Employment Litigation

Check your Employment Agreements: Ontario Courts bring Uncertainty to Termination Provisions

The enforceability of termination clauses within employment contracts is a matter that Ontario’s courts frequently adjudicate on. Lately, this has been an area filled with uncertainty, as courts vacillate between broad interpretations of contracts that favour employers and approaches that narrow the enforceability of termination clauses. The findings of the Ontario Court of Appeal in the 2020 case of Waksdale v. Swegon North America Inc (Waksdale) were far-reaching, with the potential to leave the termination provisions within many agreements unenforceable. Now, with the Supreme Court of Canada’s decision on January 14, 2021, denying leave to appeal, business owners and employers should be aware the Court of Appeal’s decision will remain binding across Ontario.

Importance of the Waksdale Decision

In Waksdale, the employee plaintiff was dismissed without cause and received severance in line with the termination without cause provisions in the employment agreement. Mr. Waksdale responded with an action alleging that the terms in the agreement concerning termination with cause were not enforceable on the basis that they violated Ontario’s Employment Standards Act (“ESA“). Importantly, Mr. Waksdale accepted that the “without cause” provisions which applied to his termination were lawful, with the employer admitting that the “termination for cause” clause challenged by Mr. Waksdale violated the ESA. Notably, the employment agreement also contained a severability clause which would normally sever unenforceable terms from the agreement leaving the remainder intact. The motions judge determined that although some of the termination clauses were unlawful, the “termination without cause” provisions were valid and could be enforced.

The Ontario Court of Appeal disagreed, overturning the original decision.

The principal question the Court of Appeal dealt with was whether a single unlawful termination clause could leave a separate and valid clause unenforceable, even in the presence of a severability clause in the agreement. There were two key findings in the Court’s analysis.

  1. Employment agreements must be read as a whole.
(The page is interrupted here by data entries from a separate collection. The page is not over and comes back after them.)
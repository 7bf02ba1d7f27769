//! Object type enumeration shared by the loose-object and pack readers.

use std::fmt::Display;

use serde::{Deserialize, Serialize};

use crate::errors::GitError;

/// In Git, each object type is assigned a unique integer value, which is
/// used to identify the type of the object inside pack entry headers.
///
/// * `Commit` (1): author/committer/message plus tree and parent pointers.
/// * `Tree` (2): a directory listing of names, modes, and hashes.
/// * `Blob` (3): raw file content.
/// * `Tag` (4): an annotated tag pointing at another object.
/// * `OffsetDelta` (6): delta whose base is addressed by a negative offset
///   within the same pack.
/// * `RefDelta` (7): delta whose base is addressed by hash.
///
/// Type 5 is reserved by the pack format and never produced.
#[derive(PartialEq, Eq, Hash, Debug, Clone, Copy, Serialize, Deserialize)]
#[serde(rename_all = "snake_case")]
pub enum ObjectType {
    Commit = 1,
    Tree,
    Blob,
    Tag,
    OffsetDelta = 6,
    RefDelta,
}

const COMMIT_OBJECT_TYPE: &[u8] = b"commit";
const TREE_OBJECT_TYPE: &[u8] = b"tree";
const BLOB_OBJECT_TYPE: &[u8] = b"blob";
const TAG_OBJECT_TYPE: &[u8] = b"tag";

impl Display for ObjectType {
    fn fmt(&self, f: &mut std::fmt::Formatter) -> std::fmt::Result {
        match self {
            ObjectType::Commit => write!(f, "commit"),
            ObjectType::Tree => write!(f, "tree"),
            ObjectType::Blob => write!(f, "blob"),
            ObjectType::Tag => write!(f, "tag"),
            ObjectType::OffsetDelta => write!(f, "ofs-delta"),
            ObjectType::RefDelta => write!(f, "ref-delta"),
        }
    }
}

impl ObjectType {
    /// The ASCII name used in loose-object headers and the object-id
    /// formula. Delta types have no such name.
    pub fn to_bytes(&self) -> &'static [u8] {
        match self {
            ObjectType::Commit => COMMIT_OBJECT_TYPE,
            ObjectType::Tree => TREE_OBJECT_TYPE,
            ObjectType::Blob => BLOB_OBJECT_TYPE,
            ObjectType::Tag => TAG_OBJECT_TYPE,
            ObjectType::OffsetDelta | ObjectType::RefDelta => {
                unreachable!("delta types never appear in object headers")
            }
        }
    }

    /// Parse a loose-object header type name.
    pub fn from_type_name(s: &str) -> Result<ObjectType, GitError> {
        match s {
            "commit" => Ok(ObjectType::Commit),
            "tree" => Ok(ObjectType::Tree),
            "blob" => Ok(ObjectType::Blob),
            "tag" => Ok(ObjectType::Tag),
            _ => Err(GitError::InvalidObjectType(s.to_string())),
        }
    }

    /// Decode the 3-bit pack header type id.
    pub fn from_pack_type_u8(number: u8) -> Result<ObjectType, GitError> {
        match number {
            1 => Ok(ObjectType::Commit),
            2 => Ok(ObjectType::Tree),
            3 => Ok(ObjectType::Blob),
            4 => Ok(ObjectType::Tag),
            6 => Ok(ObjectType::OffsetDelta),
            7 => Ok(ObjectType::RefDelta),
            _ => Err(GitError::InvalidObjectType(format!(
                "Invalid pack object type number: {number}"
            ))),
        }
    }

    /// Encode into the 3-bit pack header type id.
    pub fn to_pack_type_u8(&self) -> u8 {
        match self {
            ObjectType::Commit => 1,
            ObjectType::Tree => 2,
            ObjectType::Blob => 3,
            ObjectType::Tag => 4,
            ObjectType::OffsetDelta => 6,
            ObjectType::RefDelta => 7,
        }
    }

    /// Base object types carry their own bytes; delta types reference
    /// another entry.
    pub fn is_base(&self) -> bool {
        !matches!(self, ObjectType::OffsetDelta | ObjectType::RefDelta)
    }
}

#[cfg(test)]
mod tests {
    use super::ObjectType;

    /// Verify type-name round trips for the four base types.
    #[test]
    fn test_type_names() {
        for (name, ty) in [
            ("commit", ObjectType::Commit),
            ("tree", ObjectType::Tree),
            ("blob", ObjectType::Blob),
            ("tag", ObjectType::Tag),
        ] {
            assert_eq!(ObjectType::from_type_name(name).unwrap(), ty);
            assert_eq!(ty.to_bytes(), name.as_bytes());
        }
        assert!(ObjectType::from_type_name("invalid_type").is_err());
    }

    /// Pack type ids: 1..4 base, 6/7 delta, 5 reserved.
    #[test]
    fn test_pack_type_codes() {
        assert_eq!(ObjectType::from_pack_type_u8(1).unwrap(), ObjectType::Commit);
        assert_eq!(
            ObjectType::from_pack_type_u8(6).unwrap(),
            ObjectType::OffsetDelta
        );
        assert_eq!(ObjectType::from_pack_type_u8(7).unwrap(), ObjectType::RefDelta);
        assert!(ObjectType::from_pack_type_u8(5).is_err());
        assert!(ObjectType::from_pack_type_u8(0).is_err());

        assert!(ObjectType::Commit.is_base());
        assert!(!ObjectType::RefDelta.is_base());
        assert_eq!(ObjectType::Tag.to_pack_type_u8(), 4);
    }
}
Employment agreements and termination clauses are to be considered as a whole, not piecemeal, and without separating the “with cause” and “without cause” parts as the motions judge had done. The proper approach is to decide whether the termination provisions together violate legislation, and if they do, courts will not enforce them.

  1. Severability clauses in employment contracts will not save unlawful provisions.

The employer hoped to use the severability clause to preserve the lawful terms, but the Court of Appeal refused to do so. A severability clause cannot have any effect on clauses made void by a statute. And since the termination clauses must be read together, it could not sever just the unlawful portion. Consequently, severability clauses in employment agreements confer much less protection.

Terminations in Ontario after Waksdale

The Waksdale decision is a reminder of how courts interpret contracts. When evaluating termination provisions, it does not matter whether they are found in one place in the agreement, separated, or in any way linked. Going forward, they will be read together. The Court of Appeal also noted the power imbalance in the employment relationship and the fact that the ESA is remedial legislation. Recognizing that employers may still gain a benefit even if they do not rely on an illegal termination clause may have coloured the analysis.

The significance of Waksdale is that if a termination provision is unenforceable the employment contract will not govern the termination, and without any contractual limits to termination benefits, employees will be entitled to common law reasonable notice if dismissed without cause. For employers, the risk is those benefits may be more generous than what they anticipated providing under the contract.

Rather than Waksdale being an isolated example, it is already being relied on in Ontario and was cited in Sewell v. Provincial Fruit Co. Limited to strike down another termination clause. Following the Waksdale precedent, the judge in Sewell looked at the entire employment agreement and found both the “with cause” and “without cause” provisions to violate the ESA. Instead of distinguishing Waksdale, the judge accepted that the illegality of one clause voids the entirety of the agreement.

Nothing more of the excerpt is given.